I don't know the actual answer here, but you could make the game as normal in PICO-8 and change the colors manually for the HTML export that you submit to the jam here on itch (it's easy enough to change the color vales in the exported JS). And you can approximate the colors better than that using the extended secret palette (one of the secret colors is #125359, for example), although you obviously can't get them exact.
I just checked, it is indeed easy enough to just hack the JS output and swap the colors for the desired jam colors.
For pico-8 devs who are interested - after exporting to html, open the generated javascript file. The pico-8 color palette is stored as RGB values, comma separated, no spaces. If you want to replace RED (index 8) with another color, just search for "255,0,77" and then swap these with your new desired RGB.
Thanks!
https://github.com/1888games/Horace3310
Don't remember exactly how I did it, you'll need to set a custom view resolution of 840 x 480 in the Game tab. To be honest if I was doing it again I might do it a different way, but I'm probably doing this year's jam in something else.
Yeah, also have to make sure the big 'pixels' only move in 1/84 steps. This sort of rules out physics engines because they will move everything on a granular level, if you move things yourself you can round to the nearest 'pixel'. In last year's game I stored the position at a precise level, but when it came to actually moving the object I rounded. Then you can get smooth acceleration that still snaps to pixels, rather than speed being clamped to 1, 2, 4, 8 pixels per frame.
Having written that you could use physics, just hide the 'real' object and show an object which takes the real object's position and rounds it before displaying.
Awesome thanks! Yeah im just scaling it up and working from there.
Yeah in testing out the implementation i had to find work arounds to keep everything snapped to the pixel grid and constrained down to the nokia's fps. I ended up turning every pixel into a 1x1 rectangle and the scaling methods in Löve2d seemed to handle it. For the fps i just gated any calls inside the update and draw functions to happen only on the specific frames.
Plus homebrew collision detection are so much easier when you're dealing with movements expresed in integers.
You can do either.
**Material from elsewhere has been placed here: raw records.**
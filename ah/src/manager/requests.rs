//! RequestManager - create, answer and look up requests

use std::sync::Arc;

use chrono::Utc;
use requeststore::{NewRequest, Request, RequestFilter, RequestId, RequestStatus, Store};
use tokio::sync::oneshot;
use tracing::{debug, info};

use super::handle::{Correlations, WaitHandle};
use crate::error::AskError;

/// Owns the store and the correlation map for in-flight callers
#[derive(Clone)]
pub struct RequestManager {
    store: Arc<Store>,
    correlations: Arc<Correlations>,
}

impl RequestManager {
    pub fn new(store: Arc<Store>) -> Self {
        debug!("RequestManager::new: called");
        Self {
            store,
            correlations: Arc::new(Correlations::default()),
        }
    }

    /// Insert a `pending` record and register a wait handle for it
    ///
    /// Nothing is registered when the store write fails.
    pub async fn create_request(
        &self,
        source_name: &str,
        app_name: &str,
        question: &str,
    ) -> Result<(RequestId, WaitHandle), AskError> {
        debug!(%source_name, %app_name, "RequestManager::create_request: called");
        validate_ask(app_name, question)?;

        let store = self.store.clone();
        let new = NewRequest::new(source_name, app_name, question);
        let request = tokio::task::spawn_blocking(move || store.create(&new)).await??;
        info!(id = request.id, %source_name, %app_name, "Request created");

        let handle = self.register(request.id).await?;
        Ok((request.id, handle))
    }

    /// Correlate a stored request with a new wait handle
    ///
    /// An answer may land between the insert and the registration; the record
    /// is re-read afterwards and delivered here if `respond` found no caller.
    async fn register(&self, id: RequestId) -> Result<WaitHandle, AskError> {
        let (tx, rx) = oneshot::channel();
        let handle = WaitHandle::new(id, rx, Arc::downgrade(&self.correlations));
        if !self.correlations.insert(id, tx) {
            debug!(id, "RequestManager::register: manager shut down, caller abandoned");
            return Ok(handle);
        }

        let store = self.store.clone();
        let record = tokio::task::spawn_blocking(move || store.get(id)).await??;
        if let Some(record) = record
            && record.status == RequestStatus::Responded
            && let Some(tx) = self.correlations.take(id)
        {
            debug!(id, "RequestManager::register: answered before registration");
            if tx.send(record.response).is_err() {
                debug!(id, "RequestManager::register: caller already gone");
            }
        }
        Ok(handle)
    }

    /// Record the answer and wake the waiting caller, if still present
    ///
    /// The store's conditional update decides; a request is answered at most once.
    pub async fn respond(&self, id: RequestId, text: &str) -> Result<(), AskError> {
        debug!(id, "RequestManager::respond: called");
        if text.trim().is_empty() {
            return Err(AskError::Validation("response is required".to_string()));
        }

        let store = self.store.clone();
        let answer = text.to_string();
        let updated = tokio::task::spawn_blocking(move || store.respond_if_pending(id, &answer, Utc::now())).await??;
        if !updated {
            debug!(id, "RequestManager::respond: no pending record matched");
            return Err(AskError::NotPending(id));
        }
        info!(id, "Request responded");

        match self.correlations.take(id) {
            Some(tx) => {
                if tx.send(text.to_string()).is_err() {
                    debug!(id, "RequestManager::respond: caller already gone");
                }
            }
            None => debug!(id, "RequestManager::respond: no caller waiting"),
        }
        Ok(())
    }

    /// Fetch one request
    pub async fn get(&self, id: RequestId) -> Result<Request, AskError> {
        debug!(id, "RequestManager::get: called");
        let store = self.store.clone();
        tokio::task::spawn_blocking(move || store.get(id))
            .await??
            .ok_or(AskError::NotFound(id))
    }

    /// List requests, newest first
    pub async fn list(&self, filter: RequestFilter) -> Result<Vec<Request>, AskError> {
        debug!(?filter, "RequestManager::list: called");
        let store = self.store.clone();
        Ok(tokio::task::spawn_blocking(move || store.list(&filter)).await??)
    }

    /// Number of callers currently registered for an answer
    pub fn pending_waiters(&self) -> usize {
        self.correlations.len()
    }

    /// Release every waiting caller with `Abandoned`
    pub fn abandon_all(&self) {
        let count = self.correlations.clear();
        if count > 0 {
            info!(count, "Abandoned waiting callers");
        }
    }
}

/// Both the context label and the question must be present
pub fn validate_ask(app_name: &str, question: &str) -> Result<(), AskError> {
    if app_name.trim().is_empty() {
        return Err(AskError::Validation("app_name is required".to_string()));
    }
    if question.trim().is_empty() {
        return Err(AskError::Validation("question is required".to_string()));
    }
    Ok(())
}
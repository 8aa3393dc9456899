//! `GET /api/events` - server-sent stream of new requests

use std::convert::Infallible;

use axum::extract::State;
use axum::response::sse::{Event, KeepAlive, Sse};
use futures::stream::{self, Stream, StreamExt};
use tracing::debug;

use super::AppState;

/// SSE event name for a freshly created request
pub const NEW_REQUEST_EVENT: &str = "new-request";

/// One broker subscription per connected observer, released when the client goes away
pub async fn events(State(state): State<AppState>) -> Sse<impl Stream<Item = Result<Event, Infallible>>> {
    let subscription = state.broker.subscribe();
    debug!(subscriber_id = subscription.id(), "events: observer connected");

    let greeting = stream::once(async { Ok::<_, Infallible>(Event::default().comment("keepalive")) });
    let updates = stream::unfold(subscription, |mut subscription| async move {
        let payload = subscription.recv().await?;
        let event = Event::default().event(NEW_REQUEST_EVENT).data(payload);
        Some((Ok(event), subscription))
    });

    Sse::new(greeting.chain(updates)).keep_alive(KeepAlive::new().interval(state.keepalive).text("keepalive"))
}
//! RemoteClient - the primary's API as seen from a secondary

use std::sync::Arc;
use std::time::Duration;

use requeststore::{Request, RequestFilter, RequestId};
use reqwest_eventsource::EventSource;
use tokio_util::sync::CancellationToken;
use tracing::{debug, info, warn};

use super::policy::PollPolicy;
use crate::error::AskError;
use crate::wire::{CreateRequestBody, CreatedBody, ErrorBody, HealthBody, PollBody, RespondBody, SourceBody};

/// HTTP client for a running primary
#[derive(Debug, Clone)]
pub struct RemoteClient {
    http: reqwest::Client,
    base_url: String,
    policy: Arc<dyn PollPolicy>,
}

impl RemoteClient {
    pub fn new(base_url: impl Into<String>, policy: Arc<dyn PollPolicy>) -> Self {
        let base_url = base_url.into().trim_end_matches('/').to_string();
        debug!(%base_url, ?policy, "RemoteClient::new: called");
        Self {
            http: reqwest::Client::new(),
            base_url,
            policy,
        }
    }

    pub fn base_url(&self) -> &str {
        &self.base_url
    }

    fn url(&self, path: &str) -> String {
        format!("{}{}", self.base_url, path)
    }

    /// Create a request on the primary; any failure is final for this call
    pub async fn create_request(&self, source_name: &str, app_name: &str, question: &str) -> Result<RequestId, AskError> {
        debug!(%source_name, %app_name, "RemoteClient::create_request: called");
        let body = CreateRequestBody {
            source_name: source_name.to_string(),
            app_name: app_name.to_string(),
            question: question.to_string(),
        };
        let response = self
            .http
            .post(self.url("/api/requests"))
            .timeout(self.policy.attempt_timeout())
            .json(&body)
            .send()
            .await?;
        let created: CreatedBody = ensure_success(response).await?.json().await?;
        info!(id = created.id, "Request created on primary");
        Ok(created.id)
    }

    /// Poll until the request is answered or `cancel` fires
    ///
    /// Transport errors, error statuses and malformed bodies are logged and
    /// polling continues. There is no attempt limit.
    pub async fn poll_response(&self, id: RequestId, cancel: &CancellationToken) -> Result<String, AskError> {
        debug!(id, "RemoteClient::poll_response: called");
        let mut attempt: u32 = 0;
        loop {
            tokio::select! {
                biased;
                _ = cancel.cancelled() => return Err(AskError::Cancelled),
                _ = tokio::time::sleep(self.policy.delay(attempt)) => {}
            }

            let result = tokio::select! {
                biased;
                _ = cancel.cancelled() => return Err(AskError::Cancelled),
                result = self.poll_once(id) => result,
            };
            attempt = attempt.saturating_add(1);

            match result {
                Ok(body) => match body.answer() {
                    Some(answer) => {
                        info!(id, attempt, "Answer received from primary");
                        return Ok(answer.to_string());
                    }
                    None => debug!(id, attempt, status = %body.status, "RemoteClient::poll_response: not answered yet"),
                },
                Err(e) => warn!(id, attempt, error = %e, "Poll attempt failed, retrying"),
            }
        }
    }

    /// One poll round-trip
    pub async fn poll_once(&self, id: RequestId) -> Result<PollBody, AskError> {
        let response = self
            .http
            .get(self.url(&format!("/api/requests/{}/poll", id)))
            .timeout(self.policy.attempt_timeout())
            .send()
            .await?;
        Ok(ensure_success(response).await?.json().await?)
    }

    /// Submit an answer
    pub async fn respond(&self, id: RequestId, text: &str) -> Result<(), AskError> {
        debug!(id, "RemoteClient::respond: called");
        let response = self
            .http
            .post(self.url(&format!("/api/requests/{}/respond", id)))
            .timeout(self.policy.attempt_timeout())
            .json(&RespondBody {
                response: text.to_string(),
            })
            .send()
            .await?;
        ensure_success(response).await?;
        Ok(())
    }

    pub async fn get(&self, id: RequestId) -> Result<Request, AskError> {
        debug!(id, "RemoteClient::get: called");
        let response = self
            .http
            .get(self.url(&format!("/api/requests/{}", id)))
            .timeout(self.policy.attempt_timeout())
            .send()
            .await?;
        Ok(ensure_success(response).await?.json().await?)
    }

    pub async fn list(&self, filter: &RequestFilter) -> Result<Vec<Request>, AskError> {
        debug!(?filter, "RemoteClient::list: called");
        let mut query: Vec<(&str, String)> = Vec::new();
        if let Some(source_name) = &filter.source_name {
            query.push(("source_name", source_name.clone()));
        }
        if let Some(app_name) = &filter.app_name {
            query.push(("app_name", app_name.clone()));
        }
        if let Some(status) = filter.status {
            query.push(("status", status.to_string()));
        }

        let response = self
            .http
            .get(self.url("/api/requests"))
            .query(&query)
            .timeout(self.policy.attempt_timeout())
            .send()
            .await?;
        Ok(ensure_success(response).await?.json().await?)
    }

    /// Source name of the process that owns the primary
    pub async fn source(&self) -> Result<String, AskError> {
        let response = self
            .http
            .get(self.url("/api/source"))
            .timeout(self.policy.attempt_timeout())
            .send()
            .await?;
        let body: SourceBody = ensure_success(response).await?.json().await?;
        Ok(body.source_name)
    }

    /// Open the new-request event stream
    pub fn events(&self) -> Result<EventSource, AskError> {
        debug!("RemoteClient::events: called");
        EventSource::new(self.http.get(self.url("/api/events"))).map_err(|e| AskError::Internal(e.to_string()))
    }
}

/// Map a non-success status to `RemoteStatus`, using the `{"error"}` body when present
async fn ensure_success(response: reqwest::Response) -> Result<reqwest::Response, AskError> {
    let status = response.status();
    if status.is_success() {
        return Ok(response);
    }
    let text = response.text().await.unwrap_or_default();
    let message = serde_json::from_str::<ErrorBody>(&text)
        .map(|body| body.error)
        .unwrap_or(text);
    Err(AskError::RemoteStatus {
        status: status.as_u16(),
        message,
    })
}

/// True when an askhuman primary answers the health probe at `base_url`
pub async fn probe_health(base_url: &str, timeout: Duration) -> bool {
    let url = format!("{}/api/health", base_url.trim_end_matches('/'));
    debug!(%url, ?timeout, "probe_health: called");

    let client = match reqwest::Client::builder().timeout(timeout).build() {
        Ok(client) => client,
        Err(e) => {
            warn!(error = %e, "probe_health: failed to build client");
            return false;
        }
    };

    let healthy = match client.get(&url).send().await {
        Ok(response) => response
            .json::<HealthBody>()
            .await
            .map(|body| body.is_askhuman())
            .unwrap_or(false),
        Err(e) => {
            debug!(error = %e, "probe_health: request failed");
            false
        }
    };
    debug!(healthy, "probe_health: done");
    healthy
}
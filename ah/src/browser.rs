//! Open the shared UI in the user's browser, once per process

use std::io;
use std::process::{Command, Stdio};
use std::sync::atomic::{AtomicBool, Ordering};

use tracing::{debug, info, warn};

use crate::config::BrowserConfig;

/// Function that opens a URL
pub type Opener = Box<dyn Fn(&str) -> io::Result<()> + Send + Sync>;

pub struct BrowserLauncher {
    enabled: bool,
    opened: AtomicBool,
    opener: Opener,
}

impl BrowserLauncher {
    pub fn new(enabled: bool) -> Self {
        Self::with_opener(enabled, Box::new(open_in_browser))
    }

    pub fn with_opener(enabled: bool, opener: Opener) -> Self {
        Self {
            enabled,
            opened: AtomicBool::new(false),
            opener,
        }
    }

    pub fn from_config(config: &BrowserConfig) -> Self {
        Self::new(config.open_on_first_ask)
    }

    /// Open `url` if enabled and not yet opened; returns whether an attempt was made
    ///
    /// Failures are logged and otherwise ignored.
    pub fn open_once(&self, url: &str) -> bool {
        if !self.enabled || self.opened.swap(true, Ordering::SeqCst) {
            return false;
        }
        debug!(%url, "BrowserLauncher::open_once: opening");
        match (self.opener)(url) {
            Ok(()) => info!(%url, "Opened browser"),
            Err(e) => warn!(%url, error = %e, "Failed to open browser"),
        }
        true
    }
}

/// Launch the platform URL opener without waiting for it
pub fn open_in_browser(url: &str) -> io::Result<()> {
    let mut command = if cfg!(target_os = "macos") {
        let mut c = Command::new("open");
        c.arg(url);
        c
    } else if cfg!(target_os = "windows") {
        let mut c = Command::new("cmd");
        c.args(["/C", "start", "", url]);
        c
    } else {
        let mut c = Command::new("xdg-open");
        c.arg(url);
        c
    };

    let mut child = command
        .stdin(Stdio::null())
        .stdout(Stdio::null())
        .stderr(Stdio::null())
        .spawn()?;
    // Reap the opener in the background so it does not linger as a zombie
    std::thread::spawn(move || child.wait());
    Ok(())
}
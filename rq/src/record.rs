//! Request record types

use std::fmt;
use std::str::FromStr;

use chrono::{DateTime, Utc};
use serde::{Deserialize, Serialize};

/// Store-assigned request identifier (monotonically increasing, never reused)
pub type RequestId = i64;

/// Lifecycle status of a request
///
/// The only legal transition is `Pending -> Responded`.
#[derive(Debug, Clone, Copy, PartialEq, Eq, Hash, Serialize, Deserialize)]
#[serde(rename_all = "lowercase")]
pub enum RequestStatus {
    /// Waiting for a human answer
    Pending,
    /// Answered; response text and timestamp are set
    Responded,
}

impl RequestStatus {
    /// Column value used in the `status` column
    pub fn as_str(&self) -> &'static str {
        match self {
            Self::Pending => "pending",
            Self::Responded => "responded",
        }
    }
}

impl fmt::Display for RequestStatus {
    fn fmt(&self, f: &mut fmt::Formatter<'_>) -> fmt::Result {
        f.write_str(self.as_str())
    }
}

impl FromStr for RequestStatus {
    type Err = String;

    fn from_str(s: &str) -> Result<Self, Self::Err> {
        match s.to_lowercase().as_str() {
            "pending" => Ok(Self::Pending),
            "responded" => Ok(Self::Responded),
            _ => Err(format!("Unknown status: {}. Use: pending or responded", s)),
        }
    }
}

/// A question asked by an agent integration and, once answered, its response
#[derive(Debug, Clone, PartialEq, Eq, Serialize, Deserialize)]
pub struct Request {
    pub id: RequestId,
    /// Agent integration that owns the request (e.g. the IDE name)
    pub source_name: String,
    /// Caller-supplied context label
    pub app_name: String,
    pub question: String,
    /// Empty until answered
    pub response: String,
    pub status: RequestStatus,
    pub created_at: DateTime<Utc>,
    /// Present iff `status` is `Responded`
    pub responded_at: Option<DateTime<Utc>>,
}

impl Request {
    /// True while the request still awaits an answer
    pub fn is_pending(&self) -> bool {
        self.status == RequestStatus::Pending
    }
}

/// Fields supplied by the caller when creating a request
#[derive(Debug, Clone, PartialEq, Eq)]
pub struct NewRequest {
    pub source_name: String,
    pub app_name: String,
    pub question: String,
}

impl NewRequest {
    pub fn new(source_name: impl Into<String>, app_name: impl Into<String>, question: impl Into<String>) -> Self {
        Self {
            source_name: source_name.into(),
            app_name: app_name.into(),
            question: question.into(),
        }
    }
}

/// Equality filters for listing requests; `None` matches everything
#[derive(Debug, Clone, Default, PartialEq, Eq)]
pub struct RequestFilter {
    pub source_name: Option<String>,
    pub app_name: Option<String>,
    pub status: Option<RequestStatus>,
}

impl RequestFilter {
    pub fn source(mut self, source_name: impl Into<String>) -> Self {
        self.source_name = Some(source_name.into());
        self
    }

    pub fn app(mut self, app_name: impl Into<String>) -> Self {
        self.app_name = Some(app_name.into());
        self
    }

    pub fn status(mut self, status: RequestStatus) -> Self {
        self.status = Some(status);
        self
    }
}

#[cfg(test)]
mod tests {
    use super::*;

    #[test]
    fn test_status_from_str() {
        assert_eq!("pending".parse::<RequestStatus>(), Ok(RequestStatus::Pending));
        assert_eq!("Responded".parse::<RequestStatus>(), Ok(RequestStatus::Responded));
        assert!("done".parse::<RequestStatus>().is_err());
    }

    #[test]
    fn test_status_serializes_lowercase() {
        let json = serde_json::to_string(&RequestStatus::Responded).unwrap();
        assert_eq!(json, r#""responded""#);
    }

    #[test]
    fn test_pending_request_json_has_null_responded_at() {
        let req = Request {
            id: 7,
            source_name: "ide-x".to_string(),
            app_name: "app1".to_string(),
            question: "pick a color".to_string(),
            response: String::new(),
            status: RequestStatus::Pending,
            created_at: Utc::now(),
            responded_at: None,
        };
        let value = serde_json::to_value(&req).unwrap();
        assert_eq!(value["id"], 7);
        assert_eq!(value["status"], "pending");
        assert_eq!(value["response"], "");
        assert!(value["responded_at"].is_null());
    }

    #[test]
    fn test_filter_builder() {
        let filter = RequestFilter::default().source("ide-x").status(RequestStatus::Pending);
        assert_eq!(filter.source_name.as_deref(), Some("ide-x"));
        assert!(filter.app_name.is_none());
        assert_eq!(filter.status, Some(RequestStatus::Pending));
    }
}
You can go with an arrow keys/wasd for convenience or a big block of keys to simulate the actual nokia keyboard. I would recommend giving the option of either but depending on what 12 block of keys you choose it might be difficult to support. Keep in mind that if you choose to use the numpad exclusively you might be excluding people who don't have a keyboard with a numpad.
This was a rule carried over from last year and if I remember the controls for space impact and snake I found only used the keypad. The four buttons (C, select and arrow keys) were more for menu navigation/things outside the game. Ill look into it and update the rules for next year if I discover anything else.
Can I participate using a "port" of one of my existing games? By that I mean I'd make the game use the required resolution, colours and audio capabilities and thus redo all assets. But the actual logic might work just fine. Is it allowed to reuse it? If not, is it fine to reimplement without copy/paste?